Alors, pour son deuxième projet, le studio français table sur quelque chose de plus ambitieux, un projet qui tenait à cœur à Philippe Ulrich depuis des années : la toute première adaptation vidéoludique de Dune – celle-là même qui nous intéresse aujourd’hui. Mais sur quel terrain asseoir un jeu tiré du livre-univers de Frank Herbert ? Ce ne sera pas de la stratégie, comme dans le cas du choix opéré par Westwood la même année, mais bien une alchimie étrange entre jeu d’aventure à la première personne, gestion et combat stratégique – le développement du jeu se sera d’ailleurs révélé à peu près aussi chaotique, accidenté et constellé d’improbables retournements que celui du film de Lynch, la faute à une relation exécrable avec Virgin Games. Un assemblage bâtard entre différents gameplay incompatibles, comme c’était un peu trop souvent la mode à la fin des années 80 ? Peut-être quelque chose de plus enthousiasmant que ça : après tout, dans le cadre du jeu vidéo également, les miracles existent.

Le jeu vous place donc directement dans la peau de Paul Atréides, fraichement débarqué sur la planète Dune, et plus précisément au palais Arakeen, avec toute sa famille. La mission confiée par l’empereur Shaddam IV est a priori simple : assurer la récolte de l’épice-mélange, la substance la plus précieuse de tout l’univers, qu’on ne trouve nulle part ailleurs que sur la planète Arrakis, mieux connue sous le nom de Dune, donc (en même temps, vu le titre du jeu, j’ose espérer que vous aviez déjà compris que vous n’alliez pas passer la partie sur Pluton). Mais vous n’êtes pas exactement seuls sur cette fameuse planète, puisque vos rivaux de toujours, la famille Harkonnen, sont toujours sur place avec la ferme intention de vous placer des bâtons dans les roues. Surtout, le peuple du désert, les mystérieux Fremen, pourrait représenter votre plus grand allié – et il se murmure justement parmi eux qu’un messie fera un jour son apparition, un étranger qui connaitra toutes leurs coutumes et les emmènera un jour vers le Jihad…

Abordons donc le premier point fort de Dune : sa prise en main. Chose encore assez exceptionnelle pour un titre de 1992 (et sans doute dû en grande partie à la pression de Virgin Games, qui haïssait l’interface des premières versions du jeu), un passage par le manuel sera totalement facultatif. Tous les enjeux de la partie vous sont résumés lors de la sympathique introduction (visible ci-dessus) qui fait d’ailleurs presque office de bande-annonce de la partie à venir, procédé fort original encore aujourd’hui. Puis, une fois la partie commencée, l’interface vous affiche la liste des actions possible par un menu en bas de l’écran, tandis que bouger le curseur de la souris jusqu’à l’un des bords de la fenêtre vous permet de vous déplacer.
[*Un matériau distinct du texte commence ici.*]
use thiserror::Error;

/// Unified error type for the nastro workspace.
///
/// Variants are grouped by how callers recover: configuration problems make a
/// provider skippable, transient problems are retried or failed over,
/// permanent provider errors are recorded per symbol, and storage errors are
/// fatal to the consuming pipeline.
#[derive(Debug, Error)]
pub enum NastroError {
    /// The requested capability is not implemented by the target provider.
    #[error("unsupported capability: {capability}")]
    Unsupported {
        /// Capability label (e.g. "intraday_bars").
        capability: &'static str,
    },

    /// Invalid input argument.
    #[error("invalid argument: {0}")]
    InvalidArg(String),

    /// A required credential or endpoint is missing; the provider reports
    /// itself unavailable and callers skip it.
    #[error("not configured: {what}")]
    NotConfigured {
        /// Description of the missing configuration.
        what: String,
    },

    /// A provider failed permanently for this request (4xx other than 429,
    /// malformed response, unknown symbol).
    #[error("{provider} failed: {msg}")]
    Provider {
        /// Provider name that failed.
        provider: String,
        /// Human-readable error message.
        msg: String,
    },

    /// A provider failed in a way that is expected to heal (timeout, 5xx,
    /// socket read/write error). Recovered locally by retry or reconnect.
    #[error("{provider} transient failure: {msg}")]
    Transient {
        /// Provider name that failed.
        provider: String,
        /// Human-readable error message.
        msg: String,
    },

    /// A provider's request budget is exhausted.
    #[error("{provider} rate limited, retry in {retry_in_ms}ms")]
    RateLimited {
        /// Provider name that throttled.
        provider: String,
        /// Time until the budget frees up, in milliseconds.
        retry_in_ms: u64,
    },

    /// An individual operation exceeded its timeout.
    #[error("timed out: {operation} via {provider}")]
    Timeout {
        /// Provider name that timed out.
        provider: String,
        /// Operation label (e.g. "daily_bars", "connect").
        operation: &'static str,
    },

    /// A resource or symbol could not be found.
    #[error("not found: {what}")]
    NotFound {
        /// Description of the missing resource, e.g. "daily bars for XYZ".
        what: String,
    },

    /// All selected providers failed; contains the individual failures.
    #[error("all providers failed: {0:?}")]
    AllProvidersFailed(Vec<NastroError>),

    /// Durable sink failure. Fatal to the consuming pipeline.
    #[error("storage failure: {0}")]
    Storage(String),

    /// The operation was canceled by its owner. Propagated, not logged.
    #[error("canceled")]
    Canceled,

    /// Unknown/opaque error.
    #[error("unknown error: {0}")]
    Other(String),
}

impl NastroError {
    /// Helper: build an `Unsupported` error for a capability label.
    #[must_use]
    pub const fn unsupported(capability: &'static str) -> Self {
        Self::Unsupported { capability }
    }

    /// Helper: build a `NotConfigured` error.
    pub fn not_configured(what: impl Into<String>) -> Self {
        Self::NotConfigured { what: what.into() }
    }

    /// Helper: build a permanent `Provider` error.
    pub fn provider(provider: impl Into<String>, msg: impl Into<String>) -> Self {
        Self::Provider {
            provider: provider.into(),
            msg: msg.into(),
        }
    }

    /// Helper: build a `Transient` error.
    pub fn transient(provider: impl Into<String>, msg: impl Into<String>) -> Self {
        Self::Transient {
            provider: provider.into(),
            msg: msg.into(),
        }
    }

    /// Helper: build a `RateLimited` error.
    pub fn rate_limited(provider: impl Into<String>, retry_in_ms: u64) -> Self {
        Self::RateLimited {
            provider: provider.into(),
            retry_in_ms,
        }
    }

    /// Helper: build a `Timeout` error.
    pub fn timeout(provider: impl Into<String>, operation: &'static str) -> Self {
        Self::Timeout {
            provider: provider.into(),
            operation,
        }
    }

    /// Helper: build a `NotFound` error.
    pub fn not_found(what: impl Into<String>) -> Self {
        Self::NotFound { what: what.into() }
    }

    /// Helper: build a `Storage` error.
    pub fn storage(msg: impl Into<String>) -> Self {
        Self::Storage(msg.into())
    }

    /// Whether retrying the same operation may succeed without intervention.
    ///
    /// Transient socket/5xx failures, rate limits, and timeouts qualify;
    /// everything else requires either configuration or different input.
    #[must_use]
    pub const fn is_transient(&self) -> bool {
        matches!(
            self,
            Self::Transient { .. } | Self::RateLimited { .. } | Self::Timeout { .. }
        )
    }

    /// Whether the failure should disqualify the provider for this call
    /// without counting as a data error (missing credentials, capability gap).
    #[must_use]
    pub const fn is_skippable(&self) -> bool {
        matches!(self, Self::NotConfigured { .. } | Self::Unsupported { .. })
    }
}

#[cfg(test)]
mod tests {
    use super::*;

    #[test]
    fn transient_classification() {
        assert!(NastroError::transient("stooq", "503").is_transient());
        assert!(NastroError::rate_limited("stooq", 500).is_transient());
        assert!(NastroError::timeout("stooq", "daily_bars").is_transient());
        assert!(!NastroError::provider("stooq", "404").is_transient());
        assert!(!NastroError::not_found("bars for XYZ").is_transient());
        assert!(!NastroError::Canceled.is_transient());
    }

    #[test]
    fn skippable_classification() {
        assert!(NastroError::not_configured("STOOQ_API_KEY").is_skippable());
        assert!(NastroError::unsupported("intraday_bars").is_skippable());
        assert!(!NastroError::provider("stooq", "boom").is_skippable());
    }
}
Histoire de ne pas rater une porte, un indicateur des directions qu’il est possible d’emprunter est affiché en bas à droite, et une encyclopédie placée dans le coin inférieur gauche permettra aux distraits de retrouver les informations qui leur aurait échappé quant à l’univers. La sauvegarde, quant à elle, se fera impérativement par une visite à votre chambre, où vous pourrez vous observer dans un miroir qui aura également le mérite de vous communiquer une information plus importante qu’elle en a l’air : la vitesse à laquelle vos yeux se colorent en bleu à cause de la saturation du sang par l’épice.

Comme on le voit, difficile de faire plus simple : toutes les informations sont visibles à l’écran, et le jeu se joue parfaitement en ne faisant usage que d’un seul bouton de la souris sans jamais toucher au clavier. Mais pour ne rien gâcher, les premières conversations feront également office de tutoriel, puisque chaque personnage prendra le soin de se présenter, de vous rappeler ses liens avec vous et de vous dire clairement ce qu’on attend de vous lors des prochaines minutes. Un moyen très ingénieux de prendre le joueur par la main et de lui permettre de découvrir, tout au long de la partie, les possibilités sans cesse croissantes qui vont s’offrir à lui – justement, votre père vous propose de rejoindre Gurney Halleck qui est parti préparer le terrain dans les premiers sietchs (les habitats Fremen) à proximité du palais. L’occasion pour vous d’aller faire connaissance avec les autochtones et de les convaincre de travailler pour vous puisque ramasser l’épice restera un objectif majeur pendant l’intégralité de la partie.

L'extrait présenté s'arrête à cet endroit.